According to the Reuters report, Aspial's retail bond will, however, have a positive impact by reducing near-term refinancing risks. Aspial has a S$50 million 5 per cent bond due on July 22, and a S$80 million 4.5 per cent bond due in January next year.

Concerns that the public were ignoring credit fundamentals to chase yields were quietly voiced last August when Aspial sold its first retail bond, raising S$150 million in a 5.25 per cent five-year offering, Reuters reported.

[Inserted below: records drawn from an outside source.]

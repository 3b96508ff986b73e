//! Error types surfaced to SDK callers.

use std::path::PathBuf;

/// Why an outbound send did not reach the wire.
///
/// Flood-protection delays are not errors: those sends are retried
/// internally and only resolve once written (or once they hit one of the
/// terminal cases below).
#[derive(Debug, Clone, PartialEq, Eq, thiserror::Error)]
pub enum SendError {
    #[error("rate limit exceeded ({sent} sends in the last {window_ms} ms)")]
    RateLimited { sent: usize, window_ms: u64 },
    #[error("connection closed")]
    ConnectionClosed,
    #[error("not connected to network {0}")]
    NotConnected(String),
    #[error("command queue full")]
    QueueFull,
}

/// Configuration loading failures.
#[derive(Debug, thiserror::Error)]
pub enum ConfigError {
    #[error("can't read {}: {source}", path.display())]
    Read {
        path: PathBuf,
        source: std::io::Error,
    },
    #[error("bad config file {}: {source}", path.display())]
    Parse {
        path: PathBuf,
        source: toml::de::Error,
    },
    #[error("can't write {}: {source}", path.display())]
    Write {
        path: PathBuf,
        source: std::io::Error,
    },
    #[error("can't serialize config: {0}")]
    Serialize(#[from] toml::ser::Error),
    #[error("unknown network '{0}'")]
    UnknownNetwork(String),
}
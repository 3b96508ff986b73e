//! CTCP framing: `\x01VERB params\x01` inside PRIVMSG/NOTICE bodies.

/// The CTCP delimiter character (`\x01`).
pub const CTCP_DELIM: char = '\x01';

/// A borrowed view of one CTCP payload.
#[derive(Debug, Clone, Copy, PartialEq, Eq)]
pub struct Ctcp<'a> {
    /// Verb as sent (compare with [`Ctcp::is`]).
    pub verb: &'a str,
    pub params: Option<&'a str>,
}

impl<'a> Ctcp<'a> {
    /// Parse a message body. The closing delimiter is optional, as many
    /// clients omit it.
    pub fn parse(text: &'a str) -> Option<Self> {
        let inner = text.strip_prefix(CTCP_DELIM)?;
        let inner = inner.strip_suffix(CTCP_DELIM).unwrap_or(inner);
        let (verb, params) = match inner.split_once(' ') {
            Some((v, p)) => (v, Some(p).filter(|p| !p.is_empty())),
            None => (inner, None),
        };
        if verb.is_empty() || !verb.chars().all(|c| c.is_ascii_alphanumeric() || c == '_' || c == '-') {
            return None;
        }
        Some(Self { verb, params })
    }

    pub fn is(&self, verb: &str) -> bool {
        self.verb.eq_ignore_ascii_case(verb)
    }
}

/// Wrap `verb` and optional params in CTCP delimiters.
pub fn encode(verb: &str, params: Option<&str>) -> String {
    match params {
        Some(p) if !p.is_empty() => format!("{CTCP_DELIM}{verb} {p}{CTCP_DELIM}"),
        _ => format!("{CTCP_DELIM}{verb}{CTCP_DELIM}"),
    }
}

#[cfg(test)]
mod tests {
    use super::*;

    #[test]
    fn parse_action() {
        let c = Ctcp::parse("\x01ACTION waves\x01").unwrap();
        assert!(c.is("action"));
        assert_eq!(c.params, Some("waves"));
    }

    #[test]
    fn parse_without_closing_delimiter() {
        let c = Ctcp::parse("\x01VERSION").unwrap();
        assert!(c.is("VERSION"));
        assert_eq!(c.params, None);
    }

    #[test]
    fn not_ctcp() {
        assert!(Ctcp::parse("hello").is_none());
        assert!(Ctcp::parse("\x01\x01").is_none());
        assert!(Ctcp::parse("\x01 x\x01").is_none());
    }

    #[test]
    fn encode_forms() {
        assert_eq!(encode("PING", Some("123")), "\x01PING 123\x01");
        assert_eq!(encode("VERSION", None), "\x01VERSION\x01");
    }
}
impl DccNegotiator {
    pub fn new(settings: SettingsStore) -> Self {
        Self {
            inner: Arc::new(Inner {
                settings,
                sessions: DashMap::new(),
                accepted: DashMap::new(),
                next_id: AtomicU32::new(1),
                events: Hub::new(),
            }),
        }
    }

    pub fn subscribe<F>(&self, cb: F) -> Subscription
    where
        F: Fn(&DccEvent) + Send + Sync + 'static,
    {
        self.inner.events.subscribe(cb)
    }

    pub fn session(&self, id: u32) -> Option<DccSession> {
        self.inner.sessions.get(&id).map(|s| s.session.clone())
    }

    pub fn sessions(&self) -> Vec<DccSession> {
        let mut out: Vec<_> = self
            .inner
            .sessions
            .iter()
            .map(|s| s.session.clone())
            .collect();
        out.sort_by_key(|s| s.id);
        out
    }

    /// Transfers previously accepted from `peer` on `network`.
    pub fn accepted_count(&self, network: &NetworkId, peer: &str) -> u32 {
        self.inner
            .accepted
            .get(&(network.clone(), fold(peer)))
            .map(|c| *c)
            .unwrap_or(0)
    }

    fn allocate_id(&self) -> u32 {
        let mut candidate = 0;
        for _ in 0..MAX_SESSION_ID {
            candidate = self
                .inner
                .next_id
                .fetch_update(Ordering::SeqCst, Ordering::SeqCst, |n| {
                    Some(if n >= MAX_SESSION_ID { 1 } else { n + 1 })
                })
                .unwrap_or(1);
            if !self.inner.sessions.contains_key(&candidate) {
                break;
            }
        }
        candidate
    }

    fn insert(&self, session: DccSession) {
        self.inner.sessions.insert(
            session.id,
            SessionSlot {
                session,
                entry: Entry::default(),
            },
        );
    }

    fn record_accept(&self, network: &NetworkId, peer: &str) {
        *self
            .inner
            .accepted
            .entry((network.clone(), fold(peer)))
            .or_insert(0) += 1;
    }

    /// Handle a DCC payload from `from`. `None` means the payload was not
    /// recognized (or a resume matched nothing) and nothing was created.
    pub fn handle_offer(&self, network: &NetworkId, from: &str, payload: &str) -> Option<Handled> {
        let Some(offer) = parse_offer(payload) else {
            tracing::debug!(network = %network, from, "Unrecognized DCC payload");
            return None;
        };
        let (kind, host, port) = match offer {
            DccOffer::Chat { host, port } => (DccKind::Chat, host, port),
            DccOffer::Send {
                filename,
                host,
                port,
                size,
            } => (DccKind::File { filename, size }, host, port),
            DccOffer::Resume { port, position, .. } | DccOffer::Accept { port, position, .. } => {
                return self.match_resume(network, from, port, position);
            }
        };

        let mut session = DccSession {
            id: self.allocate_id(),
            peer: from.to_string(),
            network: network.clone(),
            direction: DccDirection::Incoming,
            kind,
            host,
            port,
            status: DccStatus::Pending,
            accepted: None,
        };

        let decision = match &session.kind {
            DccKind::Chat => Decision::Prompt,
            DccKind::File { filename, .. } => {
                let policy = self.inner.settings.get().dcc.clone();
                policy.decide(filename, self.accepted_count(network, from))
            }
        };
        tracing::info!(
            network = %network,
            peer = from,
            id = session.id,
            decision = ?decision,
            "DCC offer"
        );

        match decision {
            Decision::Reject(rule) => {
                session.accepted = Some(false);
                self.insert(session.clone());
                self.inner.events.publish(&DccEvent::Rejected {
                    session: session.clone(),
                    rule,
                });
                self.close(session.id);
                session.status = DccStatus::Closed;
                let what = match &session.kind {
                    DccKind::File { filename, .. } => format!("DCC SEND {filename}"),
                    DccKind::Chat => "DCC CHAT".to_string(),
                };
                Some(Handled::Rejected {
                    notice: format!("{what} rejected: {rule}"),
                    session,
                })
            }
            Decision::Accept(_) => {
                session.accepted = Some(true);
                self.record_accept(network, from);
                self.insert(session.clone());
                self.inner.events.publish(&DccEvent::Offered(session.clone()));
                Some(Handled::Accepted(session))
            }
            Decision::Prompt => {
                self.insert(session.clone());
                self.inner.events.publish(&DccEvent::Offered(session.clone()));
                Some(Handled::Pending(session))
            }
        }
    }

    fn match_resume(&self, network: &NetworkId, from: &str, port: u16, position: u64) -> Option<Handled> {
        let id = self.inner.sessions.iter().find_map(|s| {
            let s = &s.session;
            (s.network == *network && fold(&s.peer) == fold(from) && s.port == port)
                .then_some(s.id)
        })?;
        self.inner
            .events
            .publish(&DccEvent::ResumeRequested { id, position });
        Some(Handled::Resume { id, position })
    }

    /// Record the user's answer for a pending session. Rejecting closes it.
    /// Returns false when the session is unknown or already decided.
    pub fn decide(&self, id: u32, accept: bool) -> bool {
        let (waiters, network, peer) = {
            let Some(mut slot) = self.inner.sessions.get_mut(&id) else {
                return false;
            };
            if slot.session.accepted.is_some() {
                return false;
            }
            slot.session.accepted = Some(accept);
            (
                std::mem::take(&mut slot.entry.waiters),
                slot.session.network.clone(),
                slot.session.peer.clone(),
            )
        };
        for tx in waiters {
            let _ = tx.send(accept);
        }
        if accept {
            self.record_accept(&network, &peer);
        }
        self.inner
            .events
            .publish(&DccEvent::Decided { id, accepted: accept });
        if !accept {
            self.close(id);
        }
        true
    }

    /// Wait until the session is decided. `None` if it is unknown or was
    /// closed first.
    pub async fn wait_for_decision(&self, id: u32) -> Option<bool> {
        let rx = {
            let mut slot = self.inner.sessions.get_mut(&id)?;
            if let Some(decided) = slot.session.accepted {
                return Some(decided);
            }
            let (tx, rx) = oneshot::channel();
            slot.entry.waiters.push(tx);
            rx
        };
        rx.await.ok()
    }

    /// Connect to the endpoint advertised by an incoming offer.
    pub async fn connect(&self, id: u32) -> anyhow::Result<()> {
        let (host, port) = {
            let slot = self
                .inner
                .sessions
                .get(&id)
                .ok_or_else(|| anyhow::anyhow!("no DCC session {id}"))?;
            if slot.session.direction != DccDirection::Incoming {
                anyhow::bail!("DCC session {id} is not incoming");
            }
            (slot.session.host.clone(), slot.session.port)
        };
        let stream = TcpStream::connect((host.as_str(), port))
            .await
            .map_err(|e| anyhow::anyhow!("DCC connect to {host}:{port} failed: {e}"))?;
        self.attach_stream(id, stream);
        Ok(())
    }

    /// Offer a chat to `peer`: binds an ephemeral listener and returns the
    /// session plus the PRIVMSG line to send.
    pub async fn offer_chat(
        &self,
        network: &NetworkId,
        peer: &str,
        local_ip: Ipv4Addr,
    ) -> anyhow::Result<(DccSession, String)> {
        let listener = TcpListener::bind((Ipv4Addr::UNSPECIFIED, 0)).await?;
        let port = listener.local_addr()?.port();
        let session = DccSession {
            id: self.allocate_id(),
            peer: peer.to_string(),
            network: network.clone(),
            direction: DccDirection::Outgoing,
            kind: DccKind::Chat,
            host: local_ip.to_string(),
            port,
            status: DccStatus::Pending,
            accepted: Some(true),
        };
        let id = session.id;
        self.insert(session.clone());

        let this = self.clone();
        let task = tokio::spawn(async move {
            match listener.accept().await {
                Ok((stream, addr)) => {
                    tracing::debug!(id, %addr, "DCC chat peer connected");
                    this.attach_stream(id, stream);
                }
                Err(e) => {
                    tracing::warn!(id, error = %e, "DCC listener failed");
                    this.close(id);
                }
            }
        });
        match self.inner.sessions.get_mut(&id) {
            Some(mut slot) => slot.entry.listener_task = Some(task),
            None => task.abort(),
        }

        let line = format!(
            "PRIVMSG {peer} :\x01DCC CHAT chat {} {port}\x01",
            u32::from(local_ip)
        );
        self.inner.events.publish(&DccEvent::Offered(session.clone()));
        Ok((session, line))
    }

    fn attach_stream(&self, id: u32, stream: TcpStream) {
        {
            let Some(mut slot) = self.inner.sessions.get_mut(&id) else {
                // Closed while connecting; the stream drops here.
                return;
            };
            slot.entry.stream = Some(stream);
            slot.entry.listener_task = None;
            slot.session.status = DccStatus::Connected;
        }
        self.inner.events.publish(&DccEvent::Connected { id });
    }

    /// Hand the connected stream to the caller (chat UI, file writer).
    pub fn take_stream(&self, id: u32) -> Option<TcpStream> {
        self.inner
            .sessions
            .get_mut(&id)
            .and_then(|mut s| s.entry.stream.take())
    }

    /// Close a session: drop its stream, stop its listener, publish
    /// `Closed`. Returns false if it was already gone.
    pub fn close(&self, id: u32) -> bool {
        let Some((_, slot)) = self.inner.sessions.remove(&id) else {
            return false;
        };
        let SessionSlot { mut session, entry } = slot;
        if let Some(task) = entry.listener_task {
            task.abort();
        }
        drop(entry.stream);
        session.status = DccStatus::Closed;
        tracing::debug!(id, peer = %session.peer, "DCC session closed");
        self.inner.events.publish(&DccEvent::Closed(session));
        true
    }

    /// Close every session on `network` (on disconnect).
    pub fn close_network(&self, network: &NetworkId) {
        let ids: Vec<u32> = self
            .inner
            .sessions
            .iter()
            .filter(|s| &s.session.network == network)
            .map(|s| s.session.id)
            .collect();
        for id in ids {
            self.close(id);
        }
    }

    #[cfg(test)]
    fn set_next_id(&self, id: u32) {
        self.inner.next_id.store(id, Ordering::SeqCst);
    }
}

It was followed by Perennial Real Estate in October and Oxley Holdings in November, both fairly highly leveraged companies.

The Monetary Authority of Singapore has reiterated that issuers selling retail bonds have to comply with the Securities and Futures Act, which requires "proper disclosure of the information that would be relevant to investors", according to the report.

In response to queries from IFR, the MAS said such disclosure includes features and risks of the bonds as well as information on the issuer, including key financial information.

Aspial lodged a product highlights sheet on the MAS website, which retail investors presumably would have read before hitting the ATM terminals to apply for the bonds, where the minimum order was S$2,000. But rival bankers and sophisticated investors questioned whether amateur investors would spend time studying the financials, Reuters said.

In addition to the alluring yield, the retail offering drew on the familiarity of the Aspial brand, reported Reuters. The group operates a chain of popular jewellery stores across Singapore and controls the network of Maxi-cash pawnbrokers. It also owns and develops properties.

Ultimately, the responsibility lies with the retail investors to understand exactly what they are buying into - a point that MAS stresses in the Reuters report.

On Monday, Aspial shares closed 0.5 Singapore cent lower at S$0.275.